The third batch has been processed and uploaded to eXist. Here are the final numbers for the corpus:

Total words:
Unique words:
Type-token ratio:
Average tweet length (words):
Average tweet length (characters):
Total tweets:
Total authors:
Total verified authors:
Total non-verified authors:

Gave another presentation today outlining the proposed research. This presentation is available online and can be found at: http://prezi.com/ucu0igvy1cpx/twitter-register-variation-a-research-proposal/.
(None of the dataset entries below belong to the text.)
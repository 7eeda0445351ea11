//! User interface module - terminal text and JSON output.
//!
//! Separates concerns:
//! - `formatter` - Styled text for people
//! - This module - Machine readable output and color control

use anyhow::Result;
use serde_json::{json, Value};

use crate::analyzer::{Comparison, Description};
use crate::domain::{CoreRendering, SemanticVersion};

pub mod formatter;

// Re-export formatter functions for convenience
pub use formatter::{
    display_advisory, display_comparison, display_description, display_error, display_success,
};

/// Enable or disable styling on both output streams.
pub fn set_colors(enabled: bool) {
    console::set_colors_enabled(enabled);
    console::set_colors_enabled_stderr(enabled);
}

/// JSON document for a comparison report.
///
/// Version strings follow `rendering`; advisories keep their natural form.
pub fn comparison_json(report: &Comparison, rendering: CoreRendering) -> Result<Value> {
    let mut value = serde_json::to_value(report)?;
    value["current"] = json!(report.current.absolute_string_with(rendering));
    value["candidate"] = json!(report.candidate.absolute_string_with(rendering));
    value["messages"] = json!(report
        .advisories
        .iter()
        .map(ToString::to_string)
        .collect::<Vec<_>>());
    Ok(value)
}

/// Print a single version breakdown as pretty JSON.
pub fn print_description_json(description: &Description) -> Result<()> {
    println!("{}", serde_json::to_string_pretty(description)?);
    Ok(())
}

/// Print a comparison report as pretty JSON.
pub fn print_comparison_json(report: &Comparison, rendering: CoreRendering) -> Result<()> {
    let value = comparison_json(report, rendering)?;
    println!("{}", serde_json::to_string_pretty(&value)?);
    Ok(())
}
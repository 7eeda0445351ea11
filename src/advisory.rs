use crate::domain::{SemanticVersion, Version};
use serde::Serialize;
use std::fmt;

/// Observations about a pair of versions that are worth pointing out.
/// None of them change the comparison result.
#[derive(Debug, Clone, PartialEq, Serialize)]
#[serde(tag = "kind", rename_all = "kebab-case")]
pub enum Advisory {
    /// The candidate ranks below the current version
    Downgrade { current: Version, candidate: Version },
    /// Major versions differ, so the pair is not compatible
    IncompatibleMajor { current: Version, candidate: Version },
    /// `0.y.z` versions may break on any change
    MajorZero { version: Version },
    /// Only build metadata differs
    BuildOnly { current: Version, candidate: Version },
}

/// Collect the advisories for moving from `current` to `candidate`.
pub fn advisories(current: &Version, candidate: &Version) -> Vec<Advisory> {
    let mut found = Vec::new();

    if candidate.precedes(current) {
        found.push(Advisory::Downgrade {
            current: current.clone(),
            candidate: candidate.clone(),
        });
    }

    if !current.is_compatible(candidate) {
        found.push(Advisory::IncompatibleMajor {
            current: current.clone(),
            candidate: candidate.clone(),
        });
    }

    // Reported once when both sides are 0.y.z.
    if let Some(version) = [current, candidate].into_iter().find(|v| v.major == 0) {
        found.push(Advisory::MajorZero {
            version: version.clone(),
        });
    }

    if current.loosely_eq(candidate) && !current.strictly_eq(candidate) {
        found.push(Advisory::BuildOnly {
            current: current.clone(),
            candidate: candidate.clone(),
        });
    }

    found
}

impl fmt::Display for Advisory {
    fn fmt(&self, f: &mut fmt::Formatter<'_>) -> fmt::Result {
        match self {
            Advisory::Downgrade { current, candidate } => {
                write!(f, "'{}' is older than '{}'", candidate, current)
            }
            Advisory::IncompatibleMajor { current, candidate } => write!(
                f,
                "'{}' and '{}' have different major versions and are not compatible",
                current, candidate
            ),
            Advisory::MajorZero { version } => write!(
                f,
                "'{}' is in initial development (major version 0); anything may change",
                version
            ),
            Advisory::BuildOnly { current, candidate } => write!(
                f,
                "'{}' and '{}' differ only in build metadata",
                current, candidate
            ),
        }
    }
}
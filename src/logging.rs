//! Diagnostic logging setup for the command line tool
//!
//! Library code only emits `tracing` events; installing a subscriber is left
//! to the binary.

use std::io;
use tracing_subscriber::{fmt, layer::SubscriberExt, util::SubscriberInitExt, EnvFilter};

/// Default filter directive for a verbosity count (`-v` repetitions).
pub fn default_directive(verbosity: u8) -> &'static str {
    match verbosity {
        0 => "warn",
        1 => "debug",
        _ => "trace",
    }
}

/// Install a stderr subscriber.
///
/// `RUST_LOG` takes precedence over `verbosity`. Calling this more than once
/// keeps the first subscriber.
pub fn init(verbosity: u8) {
    let env_filter = EnvFilter::try_from_default_env()
        .unwrap_or_else(|_| EnvFilter::new(default_directive(verbosity)));

    let console_layer = fmt::layer()
        .with_writer(io::stderr)
        .with_target(true)
        .with_level(true);

    // Fails only when a global subscriber is already set.
    let _ = tracing_subscriber::registry()
        .with(env_filter)
        .with(console_layer)
        .try_init();
}

#[cfg(test)]
mod tests {
    use super::*;

    #[test]
    fn test_default_directive() {
        assert_eq!(default_directive(0), "warn");
        assert_eq!(default_directive(1), "debug");
        assert_eq!(default_directive(2), "trace");
        assert_eq!(default_directive(9), "trace");
    }

    #[test]
    fn test_init_twice_is_harmless() {
        init(0);
        init(2);
    }
}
Two of the three batches of tweets have been categorized and cleaned of non-English tweets, and just to get a feel for the data, we uploaded these to eXist. Using xQuery, we gathered the following data about the corpus:

Total words:
Unique words:
Type-token ratio:
Average tweet length (words):
Average tweet length (characters):
Total tweets:
Total authors:
Total verified authors:
Total non-verified authors:


Now that the textcat process has been finalized, we can assess what we want to do with our corpus. The first batch of 1 million tweets collected has been refined as much as we can, so we decided to do some testing on it to get a feel for how pure it is. Based on three random samples of 100 tweets each, we manually analyzed them and found that the corpus is 98% English, which is pretty good. Since the semester is nearly over and we won't have much time to do actual register analysis of the corpus, we will unfortunately have to limit ourselves to some information about the corpus as a finishing point for our work within the context of this semester. We're hoping to continue this work in our freetime, but we'd like to feel that we reached a real stopping place at least before we part ways. For now we'd like to determine:



Based on preliminary results, we had to tweak the criteria for which language categorizations should be kept, and which should be thrown out. To this end, first any tweet judged as "I don't know" is kept. Next, any tweet containing judged as English or Scots at any point is kept. Any tweet containing Malay, Indonesian, Spanish, or Tagalog is thrown out if it is in the first 4 judgements. Tweets judged as Welsh at any point are kept, and finally, once all those tweets have been judged, any tweet which met none of the previous criteria is kept.



After writing shell scripts for most of the steps in our draft procedure, we realized that we were overcomplicating things a bit. Based on this information, we revised the last several steps to be a bit more efficient. There were also a number of tweets which contained newline characters, which we created a perl script to handle. These newlines are stripped and then the tweets are processed (again using Perl) to classify them as IN or OUT based on the textcat categorization. The new process then looks like this:

  1. Generate files of the tweet IDs and contents, where each tweet is its own line.
  2. Clean up these files to remove symbols and the like which will confuse textcat.
  3. Get the language classifications. (Optionally recombine these with the original messages to check results)
  4. Use perl script to classify tweets as IN or OUT.
  5. Combine IN and OUT judgements with ID numbers.
  6. Filter out the IN ID lines, leaving only the OUT IDs.
  7. Use XSLT to remove the non-English tweets.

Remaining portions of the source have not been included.